-- What is needed --
Go through the records and show each line where the word "struct" occurs.

** Opening Data for the task block **

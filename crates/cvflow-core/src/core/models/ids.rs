use slotmap::new_key_type;
use std::fmt;

new_key_type! {
    pub struct LeaseKey;
}

/// Position of an action in evaluation order.
#[derive(Debug, Clone, Copy, PartialEq, Eq, Hash, PartialOrd, Ord)]
pub struct ActionId(pub usize);

impl ActionId {
    pub fn index(self) -> usize {
        self.0
    }
}

impl fmt::Display for ActionId {
    fn fmt(&self, f: &mut fmt::Formatter<'_>) -> fmt::Result {
        write!(f, "#{}", self.0)
    }
}

/// Non-owning handle to one output value of an action.
#[derive(Debug, Clone, Copy, PartialEq, Eq, Hash, PartialOrd, Ord)]
pub struct ValueRef {
    pub action: ActionId,
    pub component: usize,
}

impl ValueRef {
    pub fn new(action: ActionId, component: usize) -> Self {
        Self { action, component }
    }
}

** Closing Data for the task block **

-- Response area --
    pub struct LeaseKey;
pub struct ActionId(pub usize);
pub struct ValueRef {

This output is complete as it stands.